Rassegna Stampa

L'Unione Sarda

Alunni sempre accompagnati: genitori in rivolta alla media Cima

Fonte: L'Unione Sarda
28 ottobre 2015

 


La dirigente scolastica: decisione del consiglio d'istituto, insegnanti da tutelare

 

La dirigente scolastica non indietreggia, i genitori degli studenti del Cima nemmeno. Dopo le proteste in piazza scattano gli esposti e le prime diffide. A scaldare gli animi è il contestassimo - e restrittivo - regolamento scolastico, in vigore da qualche giorno. O meglio, l'articolo 15: “Non è concesso il rientro a casa degli allievi da soli, in quanto minorenni”. Imperativo categorico: da giovedì scorso dalla scuola media di piazza Giovanni gli studenti escono solo scortati dagli insegnanti e dopo l'appello (letto ad alta voce). Troppo, secondo gran parte dei genitori, che si sono già rivolti a un legale e promettono battaglia.
«Continuano a trattenere i nostri ragazzi contro la nostra volontà», commenta Giorgio Fiori, facendosi portavoce del malcontento diffuso. Poi tira fuori dalla cartellina l'esposto fresco di stampa. Indirizzato a Procura, Tribunale dei minori, Provveditorato, assessorato regionale all'Istruzione e Ministero. «Si pregano le autorità giudiziarie di voler accertare il comportamento e le azioni poste in essere dalla dirigente scolastica, chiedendo fin da subito, qualora si ravvisassero illeciti perseguibili penalmente, la punizione del colpevole», si legge nel documento.
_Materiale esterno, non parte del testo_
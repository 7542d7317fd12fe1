use std::io::Write;

use events::{Observer, ZsyncEvent};

/// Renders lifecycle events as single-line progress on a writer.
///
/// Silent when `quiet` is set; write failures are swallowed since a
/// progress observer must never be able to fail the run.
pub struct TerminalProgress {
    out: Box<dyn Write + Send>,
    quiet: bool,
}

impl TerminalProgress {
    /// Builds a progress renderer writing to `out`.
    pub fn new(out: Box<dyn Write + Send>, quiet: bool) -> Self {
        Self { out, quiet }
    }
}

impl Observer for TerminalProgress {
    fn on_event(&mut self, event: &ZsyncEvent) {
        if self.quiet {
            return;
        }

        let line = match event {
            ZsyncEvent::Started { output } => format!("reconstructing {}", output.display()),
            ZsyncEvent::SeedStarted { seed } => format!("scanning seed {seed}"),
            ZsyncEvent::SeedFinished { seed, .. } => format!("finished seed {seed}"),
            ZsyncEvent::BlockMatched { block } => format!("matched block {block}"),
            ZsyncEvent::RangeReceived { lo, hi } => format!("need range {lo}-{hi}"),
            ZsyncEvent::Completed { output } => format!("wrote {}", output.display()),
            ZsyncEvent::Failed { reason } => format!("failed: {reason}"),
        };
        let _ = writeln!(self.out, "zsync: {line}");
    }
}

#[cfg(test)]
mod tests {
    use super::*;

    #[test]
    fn quiet_progress_writes_nothing() {
        let mut buf = Vec::new();
        {
            let mut progress = TerminalProgress::new(Box::new(&mut buf), true);
            progress.on_event(&ZsyncEvent::Completed {
                output: "out.bin".into(),
            });
        }
        assert!(buf.is_empty());
    }

    #[test]
    fn progress_renders_completion_line() {
        let mut buf = Vec::new();
        {
            let mut progress = TerminalProgress::new(Box::new(&mut buf), false);
            progress.on_event(&ZsyncEvent::Completed {
                output: "out.bin".into(),
            });
        }
        let text = String::from_utf8(buf).unwrap();
        assert!(text.contains("wrote out.bin"));
    }
}
use crate::error::FetchError;

/// A single HTTP response as the range fetcher needs to see it: status,
/// the headers it cares about, and the full body.
///
/// The body is buffered rather than streamed; control-file-scale ranges
/// make this an acceptable simplification for this crate's scope (see
/// `DESIGN.md`).
#[derive(Clone, Debug)]
pub struct RawResponse {
    /// HTTP status code.
    pub status: u16,
    /// `Content-Type` header value, if present.
    pub content_type: Option<String>,
    /// `Content-Range` header value, if present.
    pub content_range: Option<String>,
    /// Response body.
    pub body: Vec<u8>,
}

/// Synchronous request/response contract the range fetcher depends on.
///
/// Kept minimal and generic over the concrete HTTP client so the fetcher's
/// framing logic can be tested without a socket.
pub trait HttpTransport {
    /// Issues a GET request. `range_header` is the full `Range:` header
    /// value (e.g. `bytes=0-7,10-19`); `authorization` is the full
    /// `Authorization:` header value when credentials should be sent.
    ///
    /// # Errors
    ///
    /// Returns [`FetchError::Transport`] if the request cannot be
    /// completed (connection refused, TLS failure, timeout, ...).
    fn get(
        &mut self,
        url: &str,
        range_header: Option<&str>,
        authorization: Option<&str>,
    ) -> Result<RawResponse, FetchError>;
}

/// [`HttpTransport`] backed by a blocking `reqwest` client.
pub struct ReqwestTransport {
    client: reqwest::blocking::Client,
}

impl ReqwestTransport {
    /// Builds a transport from a pre-configured blocking client.
    #[must_use]
    pub fn new(client: reqwest::blocking::Client) -> Self {
        Self { client }
    }
}

impl Default for ReqwestTransport {
    fn default() -> Self {
        Self::new(reqwest::blocking::Client::new())
    }
}

impl HttpTransport for ReqwestTransport {
    #[cfg_attr(feature = "tracing", tracing::instrument(skip(self)))]
    fn get(
        &mut self,
        url: &str,
        range_header: Option<&str>,
        authorization: Option<&str>,
    ) -> Result<RawResponse, FetchError> {
        let mut request = self.client.get(url);
        if let Some(range) = range_header {
            request = request.header(reqwest::header::RANGE, range);
        }
        if let Some(auth) = authorization {
            request = request.header(reqwest::header::AUTHORIZATION, auth);
        }

        let response = request
            .send()
            .map_err(|err| FetchError::Transport(Box::new(err)))?;

        let status = response.status().as_u16();
        let content_type = response
            .headers()
            .get(reqwest::header::CONTENT_TYPE)
            .and_then(|v| v.to_str().ok())
            .map(ToString::to_string);
        let content_range = response
            .headers()
            .get(reqwest::header::CONTENT_RANGE)
            .and_then(|v| v.to_str().ok())
            .map(ToString::to_string);

        let body = response
            .bytes()
            .map_err(|err| FetchError::Transport(Box::new(err)))?
            .to_vec();

        Ok(RawResponse {
            status,
            content_type,
            content_range,
            body,
        })
    }
}
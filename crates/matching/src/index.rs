use std::collections::HashMap;

use control::{ControlFile, SequenceMatch};

/// Lookup structure mapping a window's weak sum to candidate target block
/// indices.
///
/// Built once per control file. When the control file's sequence-match
/// parameter is [`SequenceMatch::Pair`], every block but the last is keyed
/// by the composite of its own weak sum and the following block's weak
/// sum, reducing false positives at the cost of requiring two matching
/// blocks back to back; the last block (which has no successor) always
/// falls back to a single-key lookup.
#[derive(Debug, Default)]
pub struct HashIndex {
    singles: HashMap<u32, Vec<usize>>,
    pairs: HashMap<(u32, u32), Vec<usize>>,
}

impl HashIndex {
    /// Builds the index from a parsed control file's block-sum table.
    #[must_use]
    pub fn build(control: &ControlFile) -> Self {
        let mut index = Self::default();
        let blocks = &control.blocks;
        let last = blocks.len().saturating_sub(1);

        for (k, block) in blocks.iter().enumerate() {
            match control.sequence_match {
                SequenceMatch::Pair if k != last => {
                    let next = blocks[k + 1].weak;
                    index.pairs.entry((block.weak, next)).or_default().push(k);
                }
                _ => {
                    index.singles.entry(block.weak).or_default().push(k);
                }
            }
        }

        index
    }

    /// Returns candidate block indices for a single-block probe.
    #[must_use]
    pub fn probe_single(&self, weak: u32) -> &[usize] {
        self.singles.get(&weak).map_or(&[], Vec::as_slice)
    }

    /// Returns candidate block-pair start indices (`k` such that `k` and
    /// `k+1` together match) for a composite probe.
    #[must_use]
    pub fn probe_pair(&self, weak: u32, next_weak: u32) -> &[usize] {
        self.pairs
            .get(&(weak, next_weak))
            .map_or(&[], Vec::as_slice)
    }
}

#[cfg(test)]
mod tests {
    use super::*;
    use control::{BlockEntry, WholeFileDigest};

    fn control_with_blocks(sequence_match: SequenceMatch, weaks: &[u32]) -> ControlFile {
        ControlFile {
            zsync_version: "0.6.2".to_string(),
            producer: None,
            filename: "t".to_string(),
            url: "t".to_string(),
            length: 0,
            blocksize: 4,
            sequence_match,
            weak_len: 2,
            strong_len: 3,
            whole_file_digest: WholeFileDigest::Md4([0; 16]),
            mtime: None,
            blocks: weaks
                .iter()
                .map(|&weak| BlockEntry {
                    weak,
                    strong: vec![0; 3],
                })
                .collect(),
        }
    }

    #[test]
    fn single_sequence_match_indexes_every_block_individually() {
        let control = control_with_blocks(SequenceMatch::Single, &[1, 2, 3]);
        let index = HashIndex::build(&control);

        assert_eq!(index.probe_single(1), &[0]);
        assert_eq!(index.probe_single(2), &[1]);
        assert_eq!(index.probe_single(3), &[2]);
    }

    #[test]
    fn pair_sequence_match_composes_keys_except_last_block() {
        let control = control_with_blocks(SequenceMatch::Pair, &[10, 20, 30]);
        let index = HashIndex::build(&control);

        assert_eq!(index.probe_pair(10, 20), &[0]);
        assert_eq!(index.probe_pair(20, 30), &[1]);
        assert_eq!(index.probe_single(30), &[2]);
        assert!(index.probe_single(10).is_empty());
    }

    #[test]
    fn duplicate_weak_sums_accumulate_candidates() {
        let control = control_with_blocks(SequenceMatch::Single, &[7, 7]);
        let index = HashIndex::build(&control);
        assert_eq!(index.probe_single(7), &[0, 1]);
    }
}
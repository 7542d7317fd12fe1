use std::io;

/// Top-level error returned by [`crate::run`], aggregating every nested
/// component error type.
#[derive(Debug, thiserror::Error)]
pub enum EngineError {
    /// The control file could not be located: a remote fetch returned 404,
    /// or a local path did not exist.
    #[error("control file not found: {uri}")]
    ControlFileNotFound {
        /// The URI or path that was requested.
        uri: String,
    },

    /// The control file's header or block table failed to parse.
    #[error(transparent)]
    Control(#[from] control::ControlFileError),

    /// The control file's target URL is relative and no base URI is known
    /// to resolve it against.
    #[error("target URL is relative and no base URI is available to resolve it")]
    RelativeUrlWithNoBase,

    /// The target URL (once resolved) failed to parse.
    #[error("invalid target URL")]
    InvalidUrl(#[from] url::ParseError),

    /// Writing the output file failed.
    #[error(transparent)]
    Writer(#[from] writer::WriterError),

    /// The ranged HTTP fetch for the remaining bytes failed.
    #[error(transparent)]
    Fetch(#[from] fetch::FetchError),

    /// Reading or writing a non-seed file (the control file itself, or a
    /// save-copy path) failed.
    #[error("I/O error")]
    Io(#[from] io::Error),
}
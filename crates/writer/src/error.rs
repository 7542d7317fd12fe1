use std::io;

/// Errors raised while writing and finalizing the output file.
#[derive(Debug, thiserror::Error)]
pub enum WriterError {
    /// A block delivered via [`crate::OutputFileWriter::write_range`] failed
    /// its strong-sum check against the control file's block table.
    #[error("block {block} failed its strong-sum check")]
    BlockChecksumMismatch {
        /// Index of the offending block.
        block: usize,
    },

    /// The whole-file MD4 digest did not match the control file's header
    /// digest once every block was folded in.
    #[error("whole-file checksum mismatch")]
    WholeFileChecksumMismatch,

    /// An I/O operation against the temp file or final path failed.
    #[error("output writer I/O error during {action}")]
    Io {
        /// Short description of the operation that failed (`"write"`,
        /// `"rename"`, `"copy"`, ...).
        action: &'static str,
        /// Underlying I/O error.
        #[source]
        source: io::Error,
    },
}
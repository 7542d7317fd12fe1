//! Strong checksum implementation backed by MD4.
//!
//! zsync control files record block checksums as a truncated MD4 digest
//! (the `Hash-Lengths` header names the strong-sum width `S`, between 3 and
//! 16 bytes). This module exposes a streaming MD4 wrapper plus
//! [`TruncatedMd4`], which applies that configurable truncation.

mod md4;
mod truncated;

pub use md4::Md4;
pub use truncated::TruncatedMd4;

/// Trait implemented by strong checksum algorithms.
///
/// Implementors provide a streaming interface: callers feed data
/// incrementally via [`Self::update`] and then obtain the final digest
/// through [`Self::finalize`]. The associated
/// [`DIGEST_LEN`](Self::DIGEST_LEN) constant exposes the byte width of the
/// resulting hash so higher layers can size buffers without hard-coding
/// algorithm-specific knowledge.
///
/// # Examples
///
/// Compute an MD4 digest through the trait without depending on the concrete
/// hasher type.
///
/// ```
/// use checksums::strong::{Md4, StrongDigest};
///
/// let mut hasher = Md4::new();
/// hasher.update(b"example");
/// let digest = hasher.finalize();
/// assert_eq!(digest.as_ref().len(), Md4::DIGEST_LEN);
/// ```
pub trait StrongDigest: Sized {
    /// Type used to parameterise a new digest instance.
    type Seed: Default;

    /// Type returned when finalising the digest.
    type Digest: AsRef<[u8]> + Copy;

    /// Length of the final digest in bytes.
    const DIGEST_LEN: usize;

    /// Creates a new hasher with an empty state.
    fn new() -> Self {
        Self::with_seed(Default::default())
    }

    /// Creates a new hasher using the provided seed value.
    fn with_seed(seed: Self::Seed) -> Self;

    /// Feeds additional bytes into the digest state.
    fn update(&mut self, data: &[u8]);

    /// Finalises the digest and returns the resulting hash.
    fn finalize(self) -> Self::Digest;

    /// Convenience helper that hashes `data` in a single call.
    fn digest(data: &[u8]) -> Self::Digest {
        Self::digest_with_seed(Default::default(), data)
    }

    /// Convenience helper that hashes `data` using an explicit seed value.
    fn digest_with_seed(seed: Self::Seed, data: &[u8]) -> Self::Digest {
        let mut hasher = Self::with_seed(seed);
        hasher.update(data);
        hasher.finalize()
    }
}
use std::collections::VecDeque;
use std::io::{self, Read};

/// Sliding window over a byte channel, backed by a ring capacity large
/// enough to always satisfy a two-block view on demand.
///
/// The backing capacity is `16 * block_size` bytes by convention, which
/// comfortably covers the matcher's widest view (two blocks) while still
/// refilling in reasonably large chunks.
pub struct RollingBuffer<R> {
    inner: R,
    block_size: usize,
    capacity: usize,
    backing: VecDeque<u8>,
    inner_done: bool,
    consumed: u64,
}

impl<R: Read> RollingBuffer<R> {
    /// Wraps `inner` with a window of `block_size` bytes and fills the
    /// initial backing buffer.
    pub fn new(inner: R, block_size: usize) -> io::Result<Self> {
        let capacity = block_size.saturating_mul(16).max(block_size * 2);
        let mut buffer = Self {
            inner,
            block_size,
            capacity,
            backing: VecDeque::with_capacity(capacity),
            inner_done: false,
            consumed: 0,
        };
        buffer.fill()?;
        Ok(buffer)
    }

    fn fill(&mut self) -> io::Result<()> {
        let mut chunk = vec![0u8; 4096];
        while !self.inner_done && self.backing.len() < self.capacity {
            let want = (self.capacity - self.backing.len()).min(chunk.len());
            let n = self.inner.read(&mut chunk[..want])?;
            if n == 0 {
                self.inner_done = true;
                break;
            }
            self.backing.extend(&chunk[..n]);
        }
        Ok(())
    }

    /// Returns a contiguous read-only view of `len` bytes from the front of
    /// the window, or `None` if fewer than `len` bytes remain.
    pub fn window_view(&mut self, len: usize) -> Option<&[u8]> {
        if self.backing.len() < len {
            return None;
        }
        let (front, _) = self.backing.as_slices();
        if front.len() >= len {
            return Some(&front[..len]);
        }
        self.backing.make_contiguous();
        let (front, _) = self.backing.as_slices();
        Some(&front[..len])
    }

    /// Returns the first byte of the current window, if any bytes remain.
    #[must_use]
    pub fn first_byte(&self) -> Option<u8> {
        self.backing.front().copied()
    }

    /// Returns the byte `block_size - 1` positions into the window, i.e.
    /// the last byte of a one-block window, if available.
    #[must_use]
    pub fn last_byte(&self) -> Option<u8> {
        self.backing.get(self.block_size.saturating_sub(1)).copied()
    }

    /// Slides the window forward by `n` bytes, refilling from the
    /// underlying channel as needed.
    ///
    /// Returns `true` if a full one-block window remains available after
    /// advancing, `false` once the stream is exhausted and fewer than
    /// `block_size` bytes are left.
    pub fn advance(&mut self, n: usize) -> io::Result<bool> {
        let drop = n.min(self.backing.len());
        self.backing.drain(..drop);
        self.consumed += drop as u64;
        self.fill()?;
        Ok(self.backing.len() >= self.block_size)
    }

    /// Returns the configured window (block) size.
    #[must_use]
    pub const fn block_size(&self) -> usize {
        self.block_size
    }

    /// Returns the total number of bytes the window has advanced past so
    /// far, for progress reporting.
    #[must_use]
    pub const fn bytes_consumed(&self) -> u64 {
        self.consumed
    }
}

#[cfg(test)]
mod tests {
    use super::*;
    use crate::zero_pad::ZeroPadded;

    #[test]
    fn window_view_returns_leading_bytes() {
        let data = ZeroPadded::new(&b"abcdefgh"[..], 4);
        let mut buffer = RollingBuffer::new(data, 4).unwrap();
        assert_eq!(buffer.window_view(4), Some(&b"abcd"[..]));
        assert_eq!(buffer.window_view(8), Some(&b"abcdefgh"[..]));
    }

    #[test]
    fn advance_slides_and_refills() {
        let data = ZeroPadded::new(&b"abcdefgh"[..], 4);
        let mut buffer = RollingBuffer::new(data, 4).unwrap();
        assert!(buffer.advance(4).unwrap());
        assert_eq!(buffer.window_view(4), Some(&b"efgh"[..]));
    }

    #[test]
    fn advance_past_end_reports_incomplete() {
        let data = ZeroPadded::new(&b"abcd"[..], 4);
        let mut buffer = RollingBuffer::new(data, 4).unwrap();
        assert!(!buffer.advance(4).unwrap());
        assert_eq!(buffer.window_view(4), None);
    }

    #[test]
    fn bytes_consumed_tracks_total_advance() {
        let data = ZeroPadded::new(&b"abcdefgh"[..], 4);
        let mut buffer = RollingBuffer::new(data, 4).unwrap();
        assert_eq!(buffer.bytes_consumed(), 0);
        buffer.advance(4).unwrap();
        buffer.advance(2).unwrap();
        assert_eq!(buffer.bytes_consumed(), 6);
    }

    #[test]
    fn first_and_last_byte_track_window_edges() {
        let data = ZeroPadded::new(&b"abcdefgh"[..], 4);
        let buffer = RollingBuffer::new(data, 4).unwrap();
        assert_eq!(buffer.first_byte(), Some(b'a'));
        assert_eq!(buffer.last_byte(), Some(b'd'));
    }
}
In chiusura si rivolgono al provveditore e all'assessore «affinché venga fatto cessare immediatamente lo stato di assedio imposto alle famiglie che, alle 13, se non prima, non possono lasciare il posto di lavoro per andare a prendere all'uscita di scuola i propri figli».
Nel frattempo un altro gruppo di mamme ha preparato una diffida in fase di invio anche al sindaco Massimo Zedda. «Diffidiamo qualsivoglia istituzione, persona giuridica o fisica ad attuare comportamenti lesivi della nostra potestà genitoriale. Vogliamo che vengano ripristinate le ordinarie modalità di uscita degli alunni dalla scuola».
«Posso anche comprendere le proteste, ma sono assolutamente eccessive», replica la dirigente scolastica Rosa Maria Manca. «Non è la preside che decide, stiamo parlando di un regolamento approvato democraticamente e dopo lunghe discussioni dal consiglio d'istituto, composto anche dai genitori. Un documento al quale devo attenermi anche io», chiarisce. «Siamo arrivati a stabilire queste regole in seguito a fatti preoccupanti accaduti all'esterno della scuola, comunicati anche in questura. L'obiettivo è tutelare i ragazzi, non certo sostituirci ai genitori», sottolinea. «Ma in presenza di un vuoto normativo in riferimento all'uscita da scuola dei ragazzi devo anche tutelare le insegnanti».